The administrator of a $US20 billion compensation fund arising from the BP oil disaster in the Gulf of Mexico, says there's no doubt that fraudulent claims are an issue.
Kenneth Feinberg, who oversaw compensation for victims of the September 11 attacks, is pledging to be vigilant over who receives payments, to protect the integrity of the fund.
About $US1.3 billion has already been disbursed in emergency payments.
Mr Feinberg told the BBC there have been about 160,000 applications for compensation - about half were filed in the last two weeks.
"That's some indication that citizens think that the programme is available to generously pay them," Mr Feinberg said.
"There's no doubt that fraud is hovering all the time over a programme like this."
But he pledged each application would be carefully examined, saying, "nothing would undercut the credibility of this fund more than fraud and the payment of ineligible claims."
The fund is to reimburse Gulf of Mexico residents and businesses for lost wages and profits and for personal injuries and clean-up, among other claims.

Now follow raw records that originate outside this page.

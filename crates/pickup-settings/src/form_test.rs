use pickup_core::Catalog;

use crate::reference::StaticReferenceData;
use crate::submission::{RawRateRow, RawRates, RawZone};

use super::*;

const REFERENCE: &str = r"
currencies: [RUB, USD]
countries:
  - iso3: RUS
    name: Russia
    regions:
      - {code: MOW, name: Moscow}
      - {code: SPE, name: Saint Petersburg}
  - iso3: MCO
    name: Monaco
";

fn reference() -> StaticReferenceData {
    StaticReferenceData::from_yaml(REFERENCE).unwrap()
}

fn settings(yaml: &str) -> Settings {
    serde_yaml::from_str(yaml).unwrap()
}

fn moscow() -> Settings {
    settings(
        r#"
currency: RUB
rate_zone: {country: RUS, region: SPE}
rate:
  a1: {location: "Point A", cost: "200", maxweight: "10", free: "0"}
  b2: {location: "Point B", cost: "150.5", maxweight: "0", free: "3000"}
"#,
    )
}

fn renderer() -> FormRenderer {
    FormRenderer::new("/api/v1/regions").unwrap()
}

fn render(settings: &Settings, overrides: Option<&RawSettings>, ns: Option<&Namespace>) -> String {
    renderer()
        .render(settings, overrides, ns, &reference(), &Catalog::default())
        .unwrap()
}

#[test]
fn renders_one_row_per_entry_in_order() {
    let html = render(&moscow(), None, None);
    let a = html.find(r#"name="rate[a1][location]" value="Point A""#).unwrap();
    let b = html.find(r#"name="rate[b2][cost]" value="150.5""#).unwrap();
    assert!(a < b);
}

#[test]
fn template_row_uses_placeholder_and_data_names() {
    let html = render(&moscow(), None, None);
    assert!(html.contains(r#"data-name="rate[__id__][location]""#));
    assert!(!html.contains(r#" name="rate[__id__]"#));
}

#[test]
fn location_is_html_escaped() {
    let s = settings(
        r#"
currency: RUB
rate_zone: {country: RUS, region: ""}
rate:
  x: {location: "<script>alert(1)</script>", cost: "1"}
"#,
    );
    let html = render(&s, None, None);
    assert!(!html.contains("<script>alert(1)</script>"));
    assert!(html.contains("&lt;script&gt;"));
}

#[test]
fn namespace_prefixes_every_field() {
    let ns = Namespace::Path(vec!["shipping".into(), "7".into()]);
    let html = render(&moscow(), None, Some(&ns));
    assert!(html.contains(r#"name="shipping[7][currency]""#));
    assert!(html.contains(r#"name="shipping[7][rate_zone][country]""#));
    assert!(html.contains(r#"name="shipping[7][rate][a1][cost]""#));
    assert!(html.contains(r#"id="shipping-7-rate_zone""#));
}

#[test]
fn persisted_region_is_selected() {
    let html = render(&moscow(), None, None);
    assert!(html.contains(r#"<option value="SPE" selected>Saint Petersburg</option>"#));
    assert!(html.contains(r#"<option value="MOW">Moscow</option>"#));
    assert!(html.contains(r#"<option value="RUS" selected>Russia</option>"#));
    assert!(html.contains(r#"<option value="RUB" selected>RUB</option>"#));
}

#[test]
fn country_without_regions_falls_back_to_hidden_input() {
    let s = settings("currency: EUR\nrate_zone: {country: MCO, region: \"\"}\n");
    let html = render(&s, None, None);
    assert!(html.contains(r#"<input type="hidden" name="rate_zone[region]" value="">"#));
    assert!(html.contains(r#"<select id="rate_zone-region" name="rate_zone[region]" disabled>"#));
    assert!(html.contains(messages::COUNTRY_ONLY_HINT));
}

#[test]
fn country_with_regions_disables_hidden_input() {
    let html = render(&moscow(), None, None);
    assert!(html.contains(r#"<input type="hidden" name="rate_zone[region]" value="" disabled>"#));
}

#[test]
fn unknown_currency_is_kept_selectable() {
    let s = settings("currency: EUR\nrate_zone: {country: RUS, region: MOW}\n");
    let html = render(&s, None, None);
    assert!(html.contains(r#"<option value="EUR" selected>EUR</option>"#));
}

#[test]
fn lookup_url_is_embedded_as_json() {
    let html = render(&moscow(), None, None);
    assert!(html.contains(r#"var lookupUrl = "/api/v1/regions";"#));
}

#[test]
fn refreshed_placeholder_region_is_disabled() {
    let html = render(&moscow(), None, None);
    assert!(html.contains("opt.disabled = code === '';"));
}

#[test]
fn labels_follow_locale() {
    let html = renderer()
        .render(&moscow(), None, None, &reference(), &Catalog::for_locale("ru_RU"))
        .unwrap();
    let ru = Catalog::for_locale("ru_RU");
    assert!(html.contains(&ru.translate(messages::ADD_POINT)));
    assert!(!html.contains(messages::ADD_POINT));
}

// -----------------------------------------------------------------------
// merge_overrides
// -----------------------------------------------------------------------

#[test]
fn merge_without_overrides_shows_persisted_values() {
    let values = merge_overrides(&moscow(), None);
    assert_eq!(values.currency, "RUB");
    assert_eq!(values.rate_zone.region, "SPE");
    assert_eq!(values.rate.len(), 2);
    assert_eq!(values.rate[1].free, "3000");
}

#[test]
fn merge_replaces_only_submitted_top_level_keys() {
    let overrides = RawSettings {
        currency: None,
        rate_zone: Some(RawZone {
            country: Some("MCO".into()),
            region: None,
        }),
        rate: Some(RawRates(vec![(
            "n1".into(),
            RawRateRow {
                location: Some(String::new()),
                cost: Some("12,5".into()),
                maxweight: None,
                free: None,
            },
        )])),
    };
    let values = merge_overrides(&moscow(), Some(&overrides));
    assert_eq!(values.currency, "RUB");
    assert_eq!(values.rate_zone.country, "MCO");
    assert_eq!(values.rate_zone.region, "");
    assert_eq!(values.rate.len(), 1);
    assert_eq!(values.rate[0].id, "n1");
    assert_eq!(values.rate[0].cost, "12,5");
}

#[test]
fn rejected_submission_is_redisplayed_as_typed() {
    let overrides: RawSettings = serde_json::from_str(
        r#"{"rate": {"n1": {"location": "", "cost": "12,5 rub"}}}"#,
    )
    .unwrap();
    let html = render(&moscow(), Some(&overrides), None);
    assert!(html.contains(r#"name="rate[n1][cost]" value="12,5 rub""#));
    assert!(!html.contains("Point A"));
}
use std::io;
use std::path::{Path, PathBuf};

use rust_decimal::Decimal;
use serde::{Deserialize, Serialize};

use crate::model::{RateTable, Zone};
use crate::ConfigError;

/// Persisted plugin configuration: currency, served zone and the rate table.
#[derive(Debug, Clone, Default, PartialEq, Eq, Serialize, Deserialize)]
pub struct Settings {
    /// ISO 4217 currency code the rates are expressed in.
    pub currency: String,
    pub rate_zone: Zone,
    #[serde(default)]
    pub rate: RateTable,
}

impl Settings {
    /// Checks the stored-data invariants: every location is non-empty and
    /// every amount is non-negative.
    ///
    /// # Errors
    ///
    /// Returns [`ConfigError::Validation`] on the first violation.
    pub fn validate(&self) -> Result<(), ConfigError> {
        for (id, entry) in self.rate.iter() {
            if entry.location.trim().is_empty() {
                return Err(ConfigError::Validation(format!(
                    "pick-up point '{id}' has an empty location"
                )));
            }

            for (field, value) in [
                ("cost", entry.cost),
                ("maxweight", entry.max_weight),
                ("free", entry.free_threshold),
            ] {
                if value < Decimal::ZERO {
                    return Err(ConfigError::Validation(format!(
                        "pick-up point '{id}' has negative {field} {value}"
                    )));
                }
            }
        }

        Ok(())
    }
}

/// Source of the current settings snapshot.
///
/// Each call returns an independent snapshot; callers never mutate it.
pub trait SettingsProvider {
    /// # Errors
    ///
    /// Returns `ConfigError` when the settings cannot be produced.
    fn settings(&self) -> Result<Settings, ConfigError>;
}

impl<P: SettingsProvider + ?Sized> SettingsProvider for &P {
    fn settings(&self) -> Result<Settings, ConfigError> {
        (**self).settings()
    }
}

impl<P: SettingsProvider + ?Sized> SettingsProvider for std::sync::Arc<P> {
    fn settings(&self) -> Result<Settings, ConfigError> {
        (**self).settings()
    }
}

impl SettingsProvider for Settings {
    fn settings(&self) -> Result<Settings, ConfigError> {
        Ok(self.clone())
    }
}

/// Settings stored in a YAML file, re-read on every call.
///
/// A file that does not exist yet yields [`Settings::default`], so a fresh
/// instance can still be configured and quoted.
#[derive(Debug, Clone)]
pub struct SettingsFile {
    path: PathBuf,
}

impl SettingsFile {
    #[must_use]
    pub fn new(path: impl Into<PathBuf>) -> Self {
        Self { path: path.into() }
    }

    #[must_use]
    pub fn path(&self) -> &Path {
        &self.path
    }
}

impl SettingsProvider for SettingsFile {
    fn settings(&self) -> Result<Settings, ConfigError> {
        match load_settings(&self.path) {
            Err(ConfigError::FileIo { source, .. }) if source.kind() == io::ErrorKind::NotFound => {
                tracing::debug!(path = %self.path.display(), "no settings file yet, using defaults");
                Ok(Settings::default())
            }
            other => other,
        }
    }
}

/// Load and validate settings from a YAML file.
///
/// # Errors
///
/// Returns `ConfigError` if the file cannot be read, parsed, or fails validation.
pub fn load_settings(path: &Path) -> Result<Settings, ConfigError> {
    let content = std::fs::read_to_string(path).map_err(|e| ConfigError::FileIo {
        path: path.display().to_string(),
        source: e,
    })?;

    let settings: Settings =
        serde_yaml::from_str(&content).map_err(|e| ConfigError::FileParse {
            path: path.display().to_string(),
            source: e,
        })?;

    settings.validate()?;

    tracing::debug!(
        path = %path.display(),
        rates = settings.rate.len(),
        "loaded pick-up settings"
    );

    Ok(settings)
}
pub mod error;
pub mod form;
pub mod namespace;
pub mod normalize;
pub mod reference;
pub mod submission;

pub use error::SettingsError;
pub use form::{merge_overrides, FormRenderer, FormValues, RowValues, ZoneValues};
pub use namespace::{container_id, field_name, Namespace};
pub use normalize::{normalize_settings, parse_amount};
pub use reference::{region_lookup, Country, ReferenceData, Region, RegionLookup, StaticReferenceData};
pub use submission::{RawRateRow, RawRates, RawScalar, RawSettings, RawZone};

Those seeking compensation in return must give up their right to sue BP.
The oil leak began on 20 April after an explosion and fire on the Deepwater Horizon drilling rig.
An estimated 206 million gallons of oil flowed into the Gulf before BP capped the well on 15 August.
The Gulf Coast Claims Facility, as the claims programme is known, was set up in June.
Claimants are required to document their losses in their applications for compensation.
But Mr Feinberg said that about 5000 claims had been made with no documentation at all.